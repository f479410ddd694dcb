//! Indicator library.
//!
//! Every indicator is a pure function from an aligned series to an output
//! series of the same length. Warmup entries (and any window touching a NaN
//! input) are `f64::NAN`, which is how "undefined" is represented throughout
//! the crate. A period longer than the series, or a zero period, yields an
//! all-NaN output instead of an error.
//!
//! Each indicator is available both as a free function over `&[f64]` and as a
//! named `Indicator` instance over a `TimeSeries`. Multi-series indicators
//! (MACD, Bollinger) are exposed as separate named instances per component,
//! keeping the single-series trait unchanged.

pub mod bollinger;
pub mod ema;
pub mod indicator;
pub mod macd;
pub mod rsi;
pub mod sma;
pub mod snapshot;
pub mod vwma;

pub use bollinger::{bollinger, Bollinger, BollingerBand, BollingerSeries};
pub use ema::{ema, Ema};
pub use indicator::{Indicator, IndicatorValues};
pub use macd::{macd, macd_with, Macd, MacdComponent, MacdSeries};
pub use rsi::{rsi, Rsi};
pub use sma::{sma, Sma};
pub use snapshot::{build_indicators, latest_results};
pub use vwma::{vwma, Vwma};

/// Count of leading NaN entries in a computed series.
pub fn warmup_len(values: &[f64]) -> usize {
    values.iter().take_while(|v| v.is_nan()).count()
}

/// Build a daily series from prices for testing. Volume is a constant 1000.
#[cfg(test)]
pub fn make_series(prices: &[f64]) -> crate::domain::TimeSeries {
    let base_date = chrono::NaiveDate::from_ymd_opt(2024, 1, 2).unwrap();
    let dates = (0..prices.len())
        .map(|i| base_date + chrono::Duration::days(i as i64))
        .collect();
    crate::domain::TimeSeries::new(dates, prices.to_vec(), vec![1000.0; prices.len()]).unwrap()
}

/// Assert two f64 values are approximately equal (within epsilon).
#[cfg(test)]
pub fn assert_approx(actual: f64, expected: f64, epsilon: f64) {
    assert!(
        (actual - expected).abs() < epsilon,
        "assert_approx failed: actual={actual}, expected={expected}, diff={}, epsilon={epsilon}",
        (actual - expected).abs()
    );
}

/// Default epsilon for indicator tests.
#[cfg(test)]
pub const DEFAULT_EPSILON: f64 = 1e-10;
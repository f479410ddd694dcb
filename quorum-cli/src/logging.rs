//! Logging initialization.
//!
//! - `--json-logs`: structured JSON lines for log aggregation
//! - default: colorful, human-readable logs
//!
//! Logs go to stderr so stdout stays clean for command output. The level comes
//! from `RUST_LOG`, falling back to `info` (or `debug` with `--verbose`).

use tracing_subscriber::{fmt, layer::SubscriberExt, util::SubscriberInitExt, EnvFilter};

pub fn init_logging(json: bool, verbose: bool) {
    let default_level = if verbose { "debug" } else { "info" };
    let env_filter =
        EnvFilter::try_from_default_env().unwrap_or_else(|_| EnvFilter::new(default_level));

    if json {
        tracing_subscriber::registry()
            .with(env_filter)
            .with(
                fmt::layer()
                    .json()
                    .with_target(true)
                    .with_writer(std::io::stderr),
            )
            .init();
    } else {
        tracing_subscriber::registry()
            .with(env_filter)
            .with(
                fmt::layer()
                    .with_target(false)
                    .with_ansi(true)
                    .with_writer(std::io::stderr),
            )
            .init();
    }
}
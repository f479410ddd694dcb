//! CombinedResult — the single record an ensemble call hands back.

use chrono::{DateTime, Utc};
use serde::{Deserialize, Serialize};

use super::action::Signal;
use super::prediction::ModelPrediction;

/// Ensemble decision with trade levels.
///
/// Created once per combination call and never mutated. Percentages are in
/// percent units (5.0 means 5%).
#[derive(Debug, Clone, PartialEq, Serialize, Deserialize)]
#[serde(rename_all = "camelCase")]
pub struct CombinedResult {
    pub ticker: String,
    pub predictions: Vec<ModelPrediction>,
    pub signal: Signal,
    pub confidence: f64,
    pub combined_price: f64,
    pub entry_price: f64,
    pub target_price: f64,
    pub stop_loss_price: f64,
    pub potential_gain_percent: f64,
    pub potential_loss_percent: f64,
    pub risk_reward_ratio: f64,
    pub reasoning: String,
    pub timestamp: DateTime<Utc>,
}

Work required:
A word-for-word copy of the listing is the expected answer.

Result for this exercise:
repository f479410ddd694dcb
//! Indicator library.
//!
//! Every indicator is a pure function from an aligned series to an output
//! series of the same length. Warmup entries (and any window touching a NaN
//! input) are `f64::NAN`, which is how "undefined" is represented throughout
//! the crate. A period longer than the series, or a zero period, yields an
//! all-NaN output instead of an error.
//!
//! Each indicator is available both as a free function over `&[f64]` and as a
//! named `Indicator` instance over a `TimeSeries`. Multi-series indicators
//! (MACD, Bollinger) are exposed as separate named instances per component,
//! keeping the single-series trait unchanged.

pub mod bollinger;
pub mod ema;
pub mod indicator;
pub mod macd;
pub mod rsi;
pub mod sma;
pub mod snapshot;
pub mod vwma;

pub use bollinger::{bollinger, Bollinger, BollingerBand, BollingerSeries};
pub use ema::{ema, Ema};
pub use indicator::{Indicator, IndicatorValues};
pub use macd::{macd, macd_with, Macd, MacdComponent, MacdSeries};
pub use rsi::{rsi, Rsi};
pub use sma::{sma, Sma};
pub use snapshot::{build_indicators, latest_results};
pub use vwma::{vwma, Vwma};

/// Count of leading NaN entries in a computed series.
pub fn warmup_len(values: &[f64]) -> usize {
    values.iter().take_while(|v| v.is_nan()).count()
}

/// Build a daily series from prices for testing. Volume is a constant 1000.
#[cfg(test)]
pub fn make_series(prices: &[f64]) -> crate::domain::TimeSeries {
    let base_date = chrono::NaiveDate::from_ymd_opt(2024, 1, 2).unwrap();
    let dates = (0..prices.len())
        .map(|i| base_date + chrono::Duration::days(i as i64))
        .collect();
    crate::domain::TimeSeries::new(dates, prices.to_vec(), vec![1000.0; prices.len()]).unwrap()
}

/// Assert two f64 values are approximately equal (within epsilon).
#[cfg(test)]
pub fn assert_approx(actual: f64, expected: f64, epsilon: f64) {
    assert!(
        (actual - expected).abs() < epsilon,
        "assert_approx failed: actual={actual}, expected={expected}, diff={}, epsilon={epsilon}",
        (actual - expected).abs()
    );
}

/// Default epsilon for indicator tests.
#[cfg(test)]
pub const DEFAULT_EPSILON: f64 = 1e-10;
repository f479410ddd694dcb
filename quorum-cli/src/logging.rs
//! Logging initialization.
//!
//! - `--json-logs`: structured JSON lines for log aggregation
//! - default: colorful, human-readable logs
//!
//! Logs go to stderr so stdout stays clean for command output. The level comes
//! from `RUST_LOG`, falling back to `info` (or `debug` with `--verbose`).

use tracing_subscriber::{fmt, layer::SubscriberExt, util::SubscriberInitExt, EnvFilter};

pub fn init_logging(json: bool, verbose: bool) {
    let default_level = if verbose { "debug" } else { "info" };
    let env_filter =
        EnvFilter::try_from_default_env().unwrap_or_else(|_| EnvFilter::new(default_level));

    if json {
        tracing_subscriber::registry()
            .with(env_filter)
            .with(
                fmt::layer()
                    .json()
                    .with_target(true)
                    .with_writer(std::io::stderr),
            )
            .init();
    } else {
        tracing_subscriber::registry()
            .with(env_filter)
            .with(
                fmt::layer()
                    .with_target(false)
                    .with_ansi(true)
                    .with_writer(std::io::stderr),
            )
            .init();
    }
}
repository f479410ddd694dcb
//! CombinedResult — the single record an ensemble call hands back.

use chrono::{DateTime, Utc};
use serde::{Deserialize, Serialize};

use super::action::Signal;
use super::prediction::ModelPrediction;

/// Ensemble decision with trade levels.
///
/// Created once per combination call and never mutated. Percentages are in
/// percent units (5.0 means 5%).
#[derive(Debug, Clone, PartialEq, Serialize, Deserialize)]
#[serde(rename_all = "camelCase")]
pub struct CombinedResult {
    pub ticker: String,
    pub predictions: Vec<ModelPrediction>,
    pub signal: Signal,
    pub confidence: f64,
    pub combined_price: f64,
    pub entry_price: f64,
    pub target_price: f64,
    pub stop_loss_price: f64,
    pub potential_gain_percent: f64,
    pub potential_loss_percent: f64,
    pub risk_reward_ratio: f64,
    pub reasoning: String,
    pub timestamp: DateTime<Utc>,
}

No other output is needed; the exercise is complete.